§ **Brief**
Below is some data. Retype exactly the lines starting at the one with "async fn list_builds(&self, query: &BuildHistoryQuery)" and ending at the one with "async fn get_build(&self, id: i64)".

(Stored data)
• • • •

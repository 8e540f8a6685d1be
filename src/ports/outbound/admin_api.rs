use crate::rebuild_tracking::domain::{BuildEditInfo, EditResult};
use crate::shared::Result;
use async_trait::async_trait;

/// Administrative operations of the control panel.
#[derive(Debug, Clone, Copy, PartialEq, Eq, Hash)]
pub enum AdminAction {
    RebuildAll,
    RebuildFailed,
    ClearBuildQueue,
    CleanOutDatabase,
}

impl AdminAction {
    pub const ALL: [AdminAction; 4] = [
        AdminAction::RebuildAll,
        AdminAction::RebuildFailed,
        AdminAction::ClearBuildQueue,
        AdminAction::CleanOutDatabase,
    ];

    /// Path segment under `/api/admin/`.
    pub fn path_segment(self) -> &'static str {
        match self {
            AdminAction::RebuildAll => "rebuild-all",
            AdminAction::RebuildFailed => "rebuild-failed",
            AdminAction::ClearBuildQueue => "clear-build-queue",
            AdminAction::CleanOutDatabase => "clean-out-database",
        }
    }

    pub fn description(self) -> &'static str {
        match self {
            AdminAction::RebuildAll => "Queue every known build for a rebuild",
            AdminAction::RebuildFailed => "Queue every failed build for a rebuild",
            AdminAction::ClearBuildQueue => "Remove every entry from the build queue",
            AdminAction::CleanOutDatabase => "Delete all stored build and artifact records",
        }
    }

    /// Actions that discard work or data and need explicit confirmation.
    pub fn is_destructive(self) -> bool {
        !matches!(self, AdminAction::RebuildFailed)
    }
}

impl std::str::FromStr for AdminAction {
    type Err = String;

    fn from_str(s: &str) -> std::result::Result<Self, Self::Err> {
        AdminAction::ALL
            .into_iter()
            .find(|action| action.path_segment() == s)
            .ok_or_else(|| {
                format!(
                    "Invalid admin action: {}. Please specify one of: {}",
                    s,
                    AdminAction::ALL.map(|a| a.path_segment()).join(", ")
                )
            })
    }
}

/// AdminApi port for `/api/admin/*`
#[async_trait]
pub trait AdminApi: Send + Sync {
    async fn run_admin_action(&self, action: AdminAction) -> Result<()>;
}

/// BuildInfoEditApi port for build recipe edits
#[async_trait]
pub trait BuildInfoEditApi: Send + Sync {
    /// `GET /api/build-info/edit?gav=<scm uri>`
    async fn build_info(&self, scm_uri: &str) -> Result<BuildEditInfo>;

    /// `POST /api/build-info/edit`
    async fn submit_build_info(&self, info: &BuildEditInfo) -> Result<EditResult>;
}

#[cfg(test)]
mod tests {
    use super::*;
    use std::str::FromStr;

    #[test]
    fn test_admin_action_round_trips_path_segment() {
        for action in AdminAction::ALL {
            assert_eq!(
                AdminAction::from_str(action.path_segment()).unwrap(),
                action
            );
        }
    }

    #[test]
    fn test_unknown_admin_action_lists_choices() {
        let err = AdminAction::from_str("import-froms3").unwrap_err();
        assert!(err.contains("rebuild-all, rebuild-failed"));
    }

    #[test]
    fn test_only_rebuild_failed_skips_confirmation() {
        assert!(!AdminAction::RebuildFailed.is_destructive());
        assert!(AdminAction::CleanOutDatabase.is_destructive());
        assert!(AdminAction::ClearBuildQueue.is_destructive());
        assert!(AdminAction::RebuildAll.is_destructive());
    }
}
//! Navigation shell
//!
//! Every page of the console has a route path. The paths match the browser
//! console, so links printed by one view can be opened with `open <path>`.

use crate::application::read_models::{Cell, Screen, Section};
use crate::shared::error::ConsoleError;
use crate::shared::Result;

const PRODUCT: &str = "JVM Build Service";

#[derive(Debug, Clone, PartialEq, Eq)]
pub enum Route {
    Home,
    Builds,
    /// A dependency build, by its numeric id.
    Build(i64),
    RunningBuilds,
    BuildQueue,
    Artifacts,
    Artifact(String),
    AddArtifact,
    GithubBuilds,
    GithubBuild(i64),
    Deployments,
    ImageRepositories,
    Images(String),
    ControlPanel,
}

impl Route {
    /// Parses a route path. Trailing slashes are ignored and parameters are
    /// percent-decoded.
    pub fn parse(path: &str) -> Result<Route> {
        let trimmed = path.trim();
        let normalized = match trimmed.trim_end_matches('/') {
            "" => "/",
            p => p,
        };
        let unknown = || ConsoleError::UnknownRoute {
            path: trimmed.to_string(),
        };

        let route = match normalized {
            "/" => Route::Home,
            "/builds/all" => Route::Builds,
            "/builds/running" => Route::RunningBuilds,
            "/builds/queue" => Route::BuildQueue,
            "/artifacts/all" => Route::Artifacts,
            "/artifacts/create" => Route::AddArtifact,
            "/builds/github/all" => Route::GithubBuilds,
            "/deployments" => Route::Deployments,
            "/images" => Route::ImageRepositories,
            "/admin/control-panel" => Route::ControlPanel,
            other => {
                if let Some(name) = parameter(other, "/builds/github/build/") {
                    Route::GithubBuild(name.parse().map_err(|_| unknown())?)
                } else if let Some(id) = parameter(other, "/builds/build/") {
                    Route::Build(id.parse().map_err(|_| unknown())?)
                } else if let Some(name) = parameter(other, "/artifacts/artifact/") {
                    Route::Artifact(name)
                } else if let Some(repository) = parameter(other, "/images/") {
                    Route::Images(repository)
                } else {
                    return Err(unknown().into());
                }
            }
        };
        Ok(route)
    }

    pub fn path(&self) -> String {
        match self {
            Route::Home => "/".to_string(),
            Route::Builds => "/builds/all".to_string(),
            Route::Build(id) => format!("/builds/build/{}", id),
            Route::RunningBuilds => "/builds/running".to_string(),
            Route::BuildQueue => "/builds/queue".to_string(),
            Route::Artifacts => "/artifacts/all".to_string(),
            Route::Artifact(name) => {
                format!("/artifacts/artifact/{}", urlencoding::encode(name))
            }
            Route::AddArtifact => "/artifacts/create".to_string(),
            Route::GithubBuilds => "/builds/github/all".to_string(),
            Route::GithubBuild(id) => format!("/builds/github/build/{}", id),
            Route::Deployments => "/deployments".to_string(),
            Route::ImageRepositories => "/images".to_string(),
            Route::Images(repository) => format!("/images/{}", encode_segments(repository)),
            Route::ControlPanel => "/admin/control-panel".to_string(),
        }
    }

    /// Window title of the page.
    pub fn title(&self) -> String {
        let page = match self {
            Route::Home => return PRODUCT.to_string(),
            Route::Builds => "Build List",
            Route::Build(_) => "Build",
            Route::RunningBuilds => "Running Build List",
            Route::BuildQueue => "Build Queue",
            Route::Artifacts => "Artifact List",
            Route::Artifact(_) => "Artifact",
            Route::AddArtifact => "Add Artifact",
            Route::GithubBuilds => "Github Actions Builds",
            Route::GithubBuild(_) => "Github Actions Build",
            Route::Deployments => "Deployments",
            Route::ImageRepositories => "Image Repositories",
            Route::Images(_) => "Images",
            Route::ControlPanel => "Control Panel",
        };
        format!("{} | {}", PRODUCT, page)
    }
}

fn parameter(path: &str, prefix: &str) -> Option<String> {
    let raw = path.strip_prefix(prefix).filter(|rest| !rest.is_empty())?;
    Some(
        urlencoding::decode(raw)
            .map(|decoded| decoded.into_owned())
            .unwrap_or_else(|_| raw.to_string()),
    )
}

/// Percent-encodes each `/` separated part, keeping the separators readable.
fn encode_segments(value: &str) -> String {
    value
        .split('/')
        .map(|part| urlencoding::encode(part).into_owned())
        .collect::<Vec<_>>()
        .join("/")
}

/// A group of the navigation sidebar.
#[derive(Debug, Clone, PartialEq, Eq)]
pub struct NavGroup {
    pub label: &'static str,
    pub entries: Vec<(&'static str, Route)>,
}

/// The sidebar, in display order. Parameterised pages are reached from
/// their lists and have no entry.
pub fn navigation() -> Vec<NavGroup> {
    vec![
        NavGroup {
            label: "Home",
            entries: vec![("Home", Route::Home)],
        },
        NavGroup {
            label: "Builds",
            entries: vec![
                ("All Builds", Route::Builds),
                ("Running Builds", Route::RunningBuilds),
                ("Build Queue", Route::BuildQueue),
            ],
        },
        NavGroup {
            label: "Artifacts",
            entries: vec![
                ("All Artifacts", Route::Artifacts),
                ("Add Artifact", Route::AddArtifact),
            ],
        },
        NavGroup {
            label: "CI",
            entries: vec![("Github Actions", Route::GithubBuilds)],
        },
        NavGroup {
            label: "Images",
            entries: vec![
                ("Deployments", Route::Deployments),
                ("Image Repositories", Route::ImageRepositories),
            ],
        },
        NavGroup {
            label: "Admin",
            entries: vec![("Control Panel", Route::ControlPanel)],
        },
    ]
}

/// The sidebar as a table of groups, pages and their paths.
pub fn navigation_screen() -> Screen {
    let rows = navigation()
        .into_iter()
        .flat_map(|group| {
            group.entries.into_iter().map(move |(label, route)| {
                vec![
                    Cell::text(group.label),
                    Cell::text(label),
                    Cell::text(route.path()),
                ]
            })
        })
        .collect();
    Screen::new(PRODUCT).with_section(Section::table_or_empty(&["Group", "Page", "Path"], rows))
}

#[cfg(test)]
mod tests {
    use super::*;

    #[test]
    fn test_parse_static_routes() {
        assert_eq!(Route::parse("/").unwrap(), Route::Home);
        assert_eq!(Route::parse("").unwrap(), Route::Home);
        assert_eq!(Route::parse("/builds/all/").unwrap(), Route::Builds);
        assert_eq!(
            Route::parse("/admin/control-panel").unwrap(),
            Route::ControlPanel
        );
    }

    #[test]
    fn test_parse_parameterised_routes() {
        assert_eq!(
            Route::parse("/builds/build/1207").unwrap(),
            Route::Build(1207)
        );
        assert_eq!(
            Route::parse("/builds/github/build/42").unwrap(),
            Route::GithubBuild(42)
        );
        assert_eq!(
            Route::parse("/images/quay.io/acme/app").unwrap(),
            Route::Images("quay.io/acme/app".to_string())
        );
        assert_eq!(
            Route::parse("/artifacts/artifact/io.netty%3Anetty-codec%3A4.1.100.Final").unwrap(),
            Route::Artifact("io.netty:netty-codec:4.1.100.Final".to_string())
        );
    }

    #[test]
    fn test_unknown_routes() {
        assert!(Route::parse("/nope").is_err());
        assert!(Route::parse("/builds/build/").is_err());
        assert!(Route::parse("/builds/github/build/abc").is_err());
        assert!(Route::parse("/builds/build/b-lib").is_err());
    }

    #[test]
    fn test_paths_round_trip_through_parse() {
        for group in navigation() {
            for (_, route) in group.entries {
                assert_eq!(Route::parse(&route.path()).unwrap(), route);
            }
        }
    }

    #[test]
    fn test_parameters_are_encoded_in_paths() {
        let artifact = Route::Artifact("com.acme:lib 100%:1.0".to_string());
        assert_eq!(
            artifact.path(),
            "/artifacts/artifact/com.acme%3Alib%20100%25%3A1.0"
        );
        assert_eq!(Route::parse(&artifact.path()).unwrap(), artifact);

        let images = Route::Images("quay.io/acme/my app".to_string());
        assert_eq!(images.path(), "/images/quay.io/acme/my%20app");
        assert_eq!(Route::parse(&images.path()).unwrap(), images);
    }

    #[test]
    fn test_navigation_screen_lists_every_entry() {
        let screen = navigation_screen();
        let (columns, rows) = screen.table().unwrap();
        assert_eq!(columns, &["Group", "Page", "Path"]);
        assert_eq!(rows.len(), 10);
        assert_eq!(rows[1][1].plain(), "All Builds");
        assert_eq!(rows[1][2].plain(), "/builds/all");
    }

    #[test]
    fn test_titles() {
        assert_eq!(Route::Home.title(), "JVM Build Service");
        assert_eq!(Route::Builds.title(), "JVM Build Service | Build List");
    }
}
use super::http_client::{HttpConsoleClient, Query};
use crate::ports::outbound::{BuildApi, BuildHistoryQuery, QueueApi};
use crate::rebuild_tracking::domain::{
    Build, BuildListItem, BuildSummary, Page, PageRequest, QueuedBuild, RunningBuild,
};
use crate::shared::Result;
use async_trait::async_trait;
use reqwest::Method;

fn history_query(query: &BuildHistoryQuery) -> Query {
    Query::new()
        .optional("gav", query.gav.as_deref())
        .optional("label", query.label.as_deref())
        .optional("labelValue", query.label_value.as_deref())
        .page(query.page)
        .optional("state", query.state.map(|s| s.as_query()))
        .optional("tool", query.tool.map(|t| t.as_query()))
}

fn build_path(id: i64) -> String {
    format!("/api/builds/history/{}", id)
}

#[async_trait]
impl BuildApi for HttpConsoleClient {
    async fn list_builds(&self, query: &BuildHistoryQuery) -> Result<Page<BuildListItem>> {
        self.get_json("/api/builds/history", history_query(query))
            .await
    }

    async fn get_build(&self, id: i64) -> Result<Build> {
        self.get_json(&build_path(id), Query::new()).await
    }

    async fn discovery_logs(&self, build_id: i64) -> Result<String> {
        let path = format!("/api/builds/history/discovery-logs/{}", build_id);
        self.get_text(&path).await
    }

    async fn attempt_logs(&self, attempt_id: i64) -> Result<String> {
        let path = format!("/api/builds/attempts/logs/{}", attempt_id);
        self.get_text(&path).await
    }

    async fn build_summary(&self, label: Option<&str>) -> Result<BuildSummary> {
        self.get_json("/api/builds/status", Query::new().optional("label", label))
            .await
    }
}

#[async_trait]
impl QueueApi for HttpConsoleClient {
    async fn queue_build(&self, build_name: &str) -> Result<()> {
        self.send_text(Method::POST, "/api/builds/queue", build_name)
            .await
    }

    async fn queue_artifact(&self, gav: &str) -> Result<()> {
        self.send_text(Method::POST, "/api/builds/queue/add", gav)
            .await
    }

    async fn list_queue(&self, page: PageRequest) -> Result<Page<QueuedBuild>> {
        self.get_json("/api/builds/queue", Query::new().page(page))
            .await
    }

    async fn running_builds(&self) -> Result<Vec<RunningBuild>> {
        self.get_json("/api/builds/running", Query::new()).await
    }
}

• • • •

§ **Solution**
    async fn list_builds(&self, query: &BuildHistoryQuery) -> Result<Page<BuildListItem>> {
        self.get_json("/api/builds/history", history_query(query))
            .await
    }

    async fn get_build(&self, id: i64) -> Result<Build> {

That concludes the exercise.